Finals week descends upon the seminary like a slow and creeping illness. We saw it from a distance but the advance was crushingly fast when it came overthe last hill and hurtled upon us. He has six papers due by Friday, I have two for Wednesday and she is scrambling for three presentations. There is ice on the ground and we’re skating uncontrolled through the end of the semester, hoping to finish strong, praying for good grades and earth shifting revelation amid blue books and scantrons.half cooked oatmeal and wishing for more time.
E is working late, pulling longer shifts of deconstruction, tearing down shelves, cabinets and wall paper. He lives before the sun arrives and watches her retreat long before returning home to dinner and fevered study-time on the couch. For it’s finals week and I’ve picked up extra hours at work, I’m walking home through frosted night and scrounging time to memorize dueteronomistic history, shades of free will and latin phrases we inherited from an ancient mother hidden in cathedrals and far off lands.
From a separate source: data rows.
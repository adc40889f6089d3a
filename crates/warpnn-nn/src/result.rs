//! Result types for window sweeps and test-set classification.

use rand::Rng;
use rand::seq::SliceRandom;

use crate::label::ClassLabel;
use crate::search::PruningStats;

/// Leave-one-out outcome at one window radius.
#[derive(Debug, Clone, PartialEq)]
pub struct WindowScore {
    /// Sakoe-Chiba radius.
    pub window: usize,
    /// Queries whose nearest neighbour shares their label.
    pub correct: usize,
    /// `correct / n`.
    pub accuracy: f64,
    /// Queries confirmed by the end of this window.
    pub confirmed: usize,
    /// Nearest neighbour of each query, if any was reachable.
    pub neighbors: Vec<Option<usize>>,
    /// Distance to that neighbour; infinite when none was reachable.
    pub distances: Vec<f64>,
    /// How references were resolved at this window.
    pub stats: PruningStats,
}

/// Result of a leave-one-out window sweep.
#[derive(Debug, Clone, PartialEq)]
pub struct SweepResult {
    /// One entry per visited window, in increasing window order.
    pub scores: Vec<WindowScore>,
    /// Number of sequences in the sweep.
    pub n_sequences: usize,
    /// Kernel runs spent at the widest window before the sweep.
    pub precompute: PruningStats,
}

impl SweepResult {
    /// Highest number of correct queries over all windows.
    #[must_use]
    pub fn best_correct(&self) -> Option<usize> {
        self.scores.iter().map(|s| s.correct).max()
    }

    /// Highest accuracy over all windows.
    #[must_use]
    pub fn best_accuracy(&self) -> Option<f64> {
        let best = self.best_correct()?;
        self.scores.iter().find(|s| s.correct == best).map(|s| s.accuracy)
    }

    /// Every window reaching the best accuracy, in increasing order.
    #[must_use]
    pub fn tied_best_windows(&self) -> Vec<usize> {
        let Some(best) = self.best_correct() else {
            return Vec::new();
        };
        self.scores
            .iter()
            .filter(|s| s.correct == best)
            .map(|s| s.window)
            .collect()
    }

    /// A best window, chosen uniformly among ties with `rng`.
    ///
    /// Accuracies are compared by their exact correct counts, so windows tie
    /// only when they classify the same number of queries correctly.
    #[must_use]
    pub fn best_window<R: Rng + ?Sized>(&self, rng: &mut R) -> Option<usize> {
        self.tied_best_windows().choose(rng).copied()
    }

    /// Pruning counters summed over the precomputation and every window.
    #[must_use]
    pub fn total_stats(&self) -> PruningStats {
        self.precompute + self.scores.iter().map(|s| s.stats).sum()
    }
}

/// 1-NN predictions for a test set.
#[derive(Debug, Clone, PartialEq)]
pub struct Classification {
    /// Predicted label per test sequence; `None` when no training sequence was reachable.
    pub predictions: Vec<Option<ClassLabel>>,
    /// Index of the nearest training sequence per test sequence.
    pub neighbors: Vec<Option<usize>>,
    /// Number of correct predictions.
    pub correct: usize,
    /// `correct / n`, or 0 for an empty test set.
    pub accuracy: f64,
    /// How training sequences were resolved across all queries.
    pub stats: PruningStats,
}

#[cfg(test)]
mod tests {
    use super::*;
    use rand::SeedableRng;
    use rand_chacha::ChaCha8Rng;

    fn score(window: usize, correct: usize) -> WindowScore {
        WindowScore {
            window,
            correct,
            accuracy: correct as f64 / 10.0,
            confirmed: 0,
            neighbors: Vec::new(),
            distances: Vec::new(),
            stats: PruningStats::default(),
        }
    }

    fn result(correct: &[usize]) -> SweepResult {
        SweepResult {
            scores: correct.iter().enumerate().map(|(w, &c)| score(w, c)).collect(),
            n_sequences: 10,
            precompute: PruningStats::default(),
        }
    }

    #[test]
    fn unique_best_needs_no_randomness() {
        let r = result(&[5, 9, 7]);
        let mut rng = ChaCha8Rng::seed_from_u64(0);
        assert_eq!(r.best_window(&mut rng), Some(1));
        assert_eq!(r.best_accuracy(), Some(0.9));
    }

    #[test]
    fn ties_are_reproducible_per_seed() {
        let r = result(&[8, 5, 8, 8, 2]);
        assert_eq!(r.tied_best_windows(), vec![0, 2, 3]);
        let pick = |seed| r.best_window(&mut ChaCha8Rng::seed_from_u64(seed));
        assert_eq!(pick(7), pick(7));
        assert!(matches!(pick(7), Some(0 | 2 | 3)));
    }

    #[test]
    fn empty_result_has_no_best() {
        let r = result(&[]);
        assert_eq!(r.best_window(&mut ChaCha8Rng::seed_from_u64(1)), None);
        assert_eq!(r.best_accuracy(), None);
    }
}
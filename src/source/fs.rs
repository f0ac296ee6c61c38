use std::path::PathBuf;

use anyhow::Context;

use super::{category_path, parse_records, FacilitySource, RawRecord};
use crate::tables::Category;

/// Reads category files from a local data root.
pub struct FsSource {
    root: PathBuf,
}

impl FsSource {
    pub fn new(root: PathBuf) -> Self {
        Self { root }
    }
}

#[async_trait::async_trait]
impl FacilitySource for FsSource {
    fn name(&self) -> &str {
        "fs"
    }

    async fn load(&self, category: Category, pref: &str) -> anyhow::Result<Vec<RawRecord>> {
        let path = self.root.join(category_path(category, pref));
        let body = tokio::fs::read_to_string(&path)
            .await
            .with_context(|| format!("Failed to read {:?}", path))?;
        parse_records(&body).with_context(|| format!("Failed to parse {:?}", path))
    }
}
There’ll be roast chicken for dinner, crisp and lush, brined and finished in the crock pot—the miracle worker of women who work and cook from scratch. And there will be cider to keep awake in the black night of study.
It’s the fourth week of Advent; we’ve met God the Father, Holy Spirit, Hope and now we’re to find peace, sense it and know it the way I know the darkness of my soul. But we’re pushing to buy a truck in 21 days, send out jam and Christmas cards, thank yous and wedding gifts. I’m barely functioning somedays, always sluggish and torn in too many directions. The shock of bitter cold December tears at my lungs on the walk to and from school. The kitchen is piled high in crusted dishes, there are clothes on the floor and hair in the bathroom sink. There’s war in the world, strife in our homes and stress in our lives. I’m to know peace, but in the midst of this?
Yes. In the midst of this.
In the freezing walk beneath brilliant stars.
In the moment of encouragement as the door closes and the professor prays over students about to be examined.
In the meals of free ingredients from the local food pantry.
In the warmth of my quilts as I shut my eyes to the mess and climb wearily into bed.
In the love of arms about me, in the fleeting moments we have together.
In the hope of the future, in the remembrance of the past, despite fear and stress of the present.
Peace, in all this, and more—so much, so all pervading that it cannot be described or exhausted.
Peace I leave with you; my peace I give you. I do not give to you as the world gives. Do not let your hearts be troubled and do not be afraid.